▸ YOUR OBJECTIVE: Return every line of the data that contains the string "Duration".

Segment Open

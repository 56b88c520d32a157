//! Shared types for the classification pipeline.

use serde::{Deserialize, Serialize};

use crate::pipeline::merchants::MatchedOn;

/// Category key used when nothing else applies.
pub const UNCATEGORIZED: &str = "uncategorized";

/// Which stage produced a category.
#[derive(Debug, Clone, Copy, PartialEq, Eq, Serialize, Deserialize)]
#[serde(rename_all = "UPPERCASE")]
pub enum ClassificationSource {
    /// Ordered rule list.
    Rule,
    /// Pluggable fallback classifier above the confidence threshold.
    Model,
    /// Nothing matched; `uncategorized`.
    Default,
}

impl ClassificationSource {
    /// Tag stored alongside the classification.
    pub fn as_str(&self) -> &'static str {
        match self {
            ClassificationSource::Rule => "RULE",
            ClassificationSource::Model => "MODEL",
            ClassificationSource::Default => "DEFAULT",
        }
    }
}

impl std::str::FromStr for ClassificationSource {
    type Err = String;

    fn from_str(s: &str) -> Result<Self, Self::Err> {
        match s {
            "RULE" => Ok(ClassificationSource::Rule),
            "MODEL" => Ok(ClassificationSource::Model),
            "DEFAULT" => Ok(ClassificationSource::Default),
            other => Err(format!("Unknown classification source: '{other}'")),
        }
    }
}

impl std::fmt::Display for ClassificationSource {
    fn fmt(&self, f: &mut std::fmt::Formatter<'_>) -> std::fmt::Result {
        f.write_str(self.as_str())
    }
}

/// Output of the categorization stages, before the key is resolved to an id.
#[derive(Debug, Clone, PartialEq)]
pub struct Categorization {
    pub category_key: String,
    pub confidence: f64,
    pub source: ClassificationSource,
}

impl Categorization {
    pub fn uncategorized() -> Self {
        Self {
            category_key: UNCATEGORIZED.to_string(),
            confidence: 0.0,
            source: ClassificationSource::Default,
        }
    }
}

/// Merchant linked to a transaction, with the evidence for the link.
#[derive(Debug, Clone, PartialEq, Eq, Serialize)]
pub struct MerchantLink {
    pub merchant_id: i64,
    pub merchant_key: String,
    pub keyword: String,
    pub matched_on: MatchedOn,
}

/// Final outcome for one transaction.
#[derive(Debug, Clone, PartialEq, Serialize)]
pub struct ClassificationResult {
    pub transaction_id: i64,
    pub category_key: String,
    pub category_id: i64,
    pub confidence: f64,
    pub source: ClassificationSource,
    pub merchant: Option<MerchantLink>,
}
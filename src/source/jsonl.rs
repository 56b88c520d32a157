//! JSON-lines file source.
//!
//! Tails a file where every line is one event payload. The line index is
//! the offset; the committed cursor (index of the next line to process)
//! lives in a sidecar file `<path>.cursor`, replaced atomically on commit.
//! A line without its trailing newline is treated as still being written.
//! Lines are handed out as raw bytes; validating them is the decoder's job.

use std::path::{Path, PathBuf};
use std::time::Duration;

use async_trait::async_trait;
use tokio::fs::File;
use tokio::io::{AsyncBufReadExt, BufReader};
use tracing::{debug, info, warn};

use crate::error::SourceError;
use crate::source::{EventSource, SourceRecord};

pub struct JsonLinesSource {
    name: String,
    cursor_path: PathBuf,
    reader: BufReader<File>,
    /// Bytes of a line whose newline has not arrived yet.
    partial: Vec<u8>,
    /// Offset the next complete line will get.
    next_offset: u64,
    /// Record handed out by `poll` and not yet committed.
    inflight: Option<SourceRecord>,
}

impl JsonLinesSource {
    /// Open `path` and position just after the last committed line.
    pub async fn open(path: impl AsRef<Path>) -> Result<Self, SourceError> {
        let path = path.as_ref();
        let name = path.display().to_string();
        let cursor_path = cursor_path_for(path);

        let committed = read_cursor(&name, &cursor_path).await?;

        let file = File::open(path).await.map_err(|e| SourceError::Io {
            name: name.clone(),
            reason: format!("open: {e}"),
        })?;

        let mut source = Self {
            name,
            cursor_path,
            reader: BufReader::new(file),
            partial: Vec::new(),
            next_offset: 0,
            inflight: None,
        };

        while source.next_offset < committed {
            match source.read_complete_line().await? {
                Some(_) => source.next_offset += 1,
                None => {
                    warn!(
                        source = %source.name,
                        cursor = committed,
                        lines = source.next_offset,
                        "Cursor is past the end of the file; resuming at end"
                    );
                    break;
                }
            }
        }

        info!(source = %source.name, offset = source.next_offset, "Event source opened");
        Ok(source)
    }

    /// Offset of the next line to be read.
    pub fn position(&self) -> u64 {
        self.next_offset
    }

    /// Read one full line, or `None` if only a partial line (or nothing)
    /// is available yet.
    async fn read_complete_line(&mut self) -> Result<Option<Vec<u8>>, SourceError> {
        let read = self
            .reader
            .read_until(b'\n', &mut self.partial)
            .await
            .map_err(|e| SourceError::Io {
                name: self.name.clone(),
                reason: format!("read: {e}"),
            })?;

        if read == 0 || self.partial.last() != Some(&b'\n') {
            return Ok(None);
        }

        let mut line = std::mem::take(&mut self.partial);
        while matches!(line.last(), Some(b'\n' | b'\r')) {
            line.pop();
        }
        Ok(Some(line))
    }
}

fn cursor_path_for(path: &Path) -> PathBuf {
    let mut os = path.as_os_str().to_owned();
    os.push(".cursor");
    PathBuf::from(os)
}

async fn read_cursor(name: &str, cursor_path: &Path) -> Result<u64, SourceError> {
    match tokio::fs::read_to_string(cursor_path).await {
        Ok(contents) => contents.trim().parse().map_err(|e| SourceError::Cursor {
            name: name.to_string(),
            reason: format!("{}: {e}", cursor_path.display()),
        }),
        Err(e) if e.kind() == std::io::ErrorKind::NotFound => Ok(0),
        Err(e) => Err(SourceError::Cursor {
            name: name.to_string(),
            reason: format!("{}: {e}", cursor_path.display()),
        }),
    }
}

#[async_trait]
impl EventSource for JsonLinesSource {
    fn name(&self) -> &str {
        &self.name
    }

    async fn poll(&mut self, timeout: Duration) -> Result<Option<SourceRecord>, SourceError> {
        if let Some(record) = &self.inflight {
            return Ok(Some(record.clone()));
        }

        loop {
            let Some(line) = self.read_complete_line().await? else {
                tokio::time::sleep(timeout).await;
                return Ok(None);
            };

            let offset = self.next_offset;
            self.next_offset += 1;

            if line.iter().all(u8::is_ascii_whitespace) {
                debug!(source = %self.name, offset, "Skipping blank line");
                continue;
            }

            let record = SourceRecord {
                offset,
                payload: line,
            };
            self.inflight = Some(record.clone());
            return Ok(Some(record));
        }
    }

    async fn commit(&mut self, record: &SourceRecord) -> Result<(), SourceError> {
        let inflight = self.inflight.as_ref().map(|r| r.offset);
        if inflight != Some(record.offset) {
            return Err(SourceError::CommitMismatch {
                offset: record.offset,
                inflight,
            });
        }

        let tmp = self.cursor_path.with_extension("cursor.tmp");
        let io_err = |e: std::io::Error| SourceError::Io {
            name: self.name.clone(),
            reason: format!("cursor write: {e}"),
        };
        tokio::fs::write(&tmp, (record.offset + 1).to_string())
            .await
            .map_err(io_err)?;
        tokio::fs::rename(&tmp, &self.cursor_path)
            .await
            .map_err(io_err)?;

        self.inflight = None;
        Ok(())
    }
}

#[cfg(test)]
mod tests {
    use tokio::io::AsyncWriteExt;

    use super::*;

    const NO_WAIT: Duration = Duration::from_millis(1);

    async fn drain(source: &mut JsonLinesSource) -> Vec<(u64, String)> {
        let mut seen = Vec::new();
        while let Some(record) = source.poll(NO_WAIT).await.unwrap() {
            source.commit(&record).await.unwrap();
            seen.push((record.offset, String::from_utf8(record.payload).unwrap()));
        }
        seen
    }

    #[tokio::test]
    async fn reads_lines_and_persists_cursor() {
        let tmp = tempfile::tempdir().unwrap();
        let path = tmp.path().join("events.jsonl");
        tokio::fs::write(&path, "{\"a\":1}\n\n{\"b\":2}\r\n").await.unwrap();

        let mut source = JsonLinesSource::open(&path).await.unwrap();
        let seen = drain(&mut source).await;
        assert_eq!(
            seen,
            vec![(0, "{\"a\":1}".to_string()), (2, "{\"b\":2}".to_string())]
        );

        let cursor = tokio::fs::read_to_string(cursor_path_for(&path)).await.unwrap();
        assert_eq!(cursor, "3");
    }

    #[tokio::test]
    async fn resumes_after_last_commit() {
        let tmp = tempfile::tempdir().unwrap();
        let path = tmp.path().join("events.jsonl");
        tokio::fs::write(&path, "one\ntwo\nthree\n").await.unwrap();

        {
            let mut source = JsonLinesSource::open(&path).await.unwrap();
            let first = source.poll(NO_WAIT).await.unwrap().unwrap();
            source.commit(&first).await.unwrap();
            // Second record polled but never committed.
            let second = source.poll(NO_WAIT).await.unwrap().unwrap();
            assert_eq!(second.offset, 1);
        }

        let mut source = JsonLinesSource::open(&path).await.unwrap();
        assert_eq!(source.position(), 1);
        let seen = drain(&mut source).await;
        assert_eq!(
            seen,
            vec![(1, "two".to_string()), (2, "three".to_string())]
        );
    }

    #[tokio::test]
    async fn uncommitted_record_is_redelivered() {
        let tmp = tempfile::tempdir().unwrap();
        let path = tmp.path().join("events.jsonl");
        tokio::fs::write(&path, "one\ntwo\n").await.unwrap();

        let mut source = JsonLinesSource::open(&path).await.unwrap();
        let first = source.poll(NO_WAIT).await.unwrap().unwrap();
        let again = source.poll(NO_WAIT).await.unwrap().unwrap();
        assert_eq!(first, again);
    }

    #[tokio::test]
    async fn partial_line_waits_for_newline() {
        let tmp = tempfile::tempdir().unwrap();
        let path = tmp.path().join("events.jsonl");
        tokio::fs::write(&path, "done\npart").await.unwrap();

        let mut source = JsonLinesSource::open(&path).await.unwrap();
        let first = source.poll(NO_WAIT).await.unwrap().unwrap();
        source.commit(&first).await.unwrap();
        assert!(source.poll(NO_WAIT).await.unwrap().is_none());

        let mut file = tokio::fs::OpenOptions::new()
            .append(true)
            .open(&path)
            .await
            .unwrap();
        file.write_all(b"ial\n").await.unwrap();
        file.flush().await.unwrap();

        let record = source.poll(NO_WAIT).await.unwrap().unwrap();
        assert_eq!(record.offset, 1);
        assert_eq!(record.payload, b"partial");
    }

    #[tokio::test]
    async fn invalid_utf8_line_keeps_its_offset() {
        let tmp = tempfile::tempdir().unwrap();
        let path = tmp.path().join("events.jsonl");
        tokio::fs::write(&path, b"good0\n\xff\xfe\ngood2\n").await.unwrap();

        let mut source = JsonLinesSource::open(&path).await.unwrap();
        let mut seen = Vec::new();
        while let Some(record) = source.poll(NO_WAIT).await.unwrap() {
            source.commit(&record).await.unwrap();
            seen.push((record.offset, record.payload));
        }
        assert_eq!(
            seen,
            vec![
                (0, b"good0".to_vec()),
                (1, vec![0xff, 0xfe]),
                (2, b"good2".to_vec()),
            ]
        );
        let cursor = tokio::fs::read_to_string(cursor_path_for(&path)).await.unwrap();
        assert_eq!(cursor, "3");
    }

    #[tokio::test]
    async fn reopens_past_committed_invalid_utf8_line() {
        let tmp = tempfile::tempdir().unwrap();
        let path = tmp.path().join("events.jsonl");
        tokio::fs::write(&path, b"good0\n\xff\xfe\ngood2\n").await.unwrap();

        {
            let mut source = JsonLinesSource::open(&path).await.unwrap();
            for _ in 0..2 {
                let record = source.poll(NO_WAIT).await.unwrap().unwrap();
                source.commit(&record).await.unwrap();
            }
        }

        let mut source = JsonLinesSource::open(&path).await.unwrap();
        assert_eq!(source.position(), 2);
        let record = source.poll(NO_WAIT).await.unwrap().unwrap();
        assert_eq!(record.offset, 2);
        assert_eq!(record.payload, b"good2");
    }

    #[tokio::test]
    async fn corrupt_cursor_is_an_error() {
        let tmp = tempfile::tempdir().unwrap();
        let path = tmp.path().join("events.jsonl");
        tokio::fs::write(&path, "one\n").await.unwrap();
        tokio::fs::write(cursor_path_for(&path), "not-a-number").await.unwrap();

        let err = JsonLinesSource::open(&path).await.err().unwrap();
        assert!(matches!(err, SourceError::Cursor { .. }));
    }

    #[tokio::test]
    async fn commit_must_match_inflight() {
        let tmp = tempfile::tempdir().unwrap();
        let path = tmp.path().join("events.jsonl");
        tokio::fs::write(&path, "one\n").await.unwrap();

        let mut source = JsonLinesSource::open(&path).await.unwrap();
        let stray = SourceRecord {
            offset: 5,
            payload: Vec::new(),
        };
        assert!(source.commit(&stray).await.is_err());
    }
}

Segment Closed

▸ RESULT OF THE TASK:
use std::time::Duration;
    async fn poll(&mut self, timeout: Duration) -> Result<Option<SourceRecord>, SourceError> {
    const NO_WAIT: Duration = Duration::from_millis(1);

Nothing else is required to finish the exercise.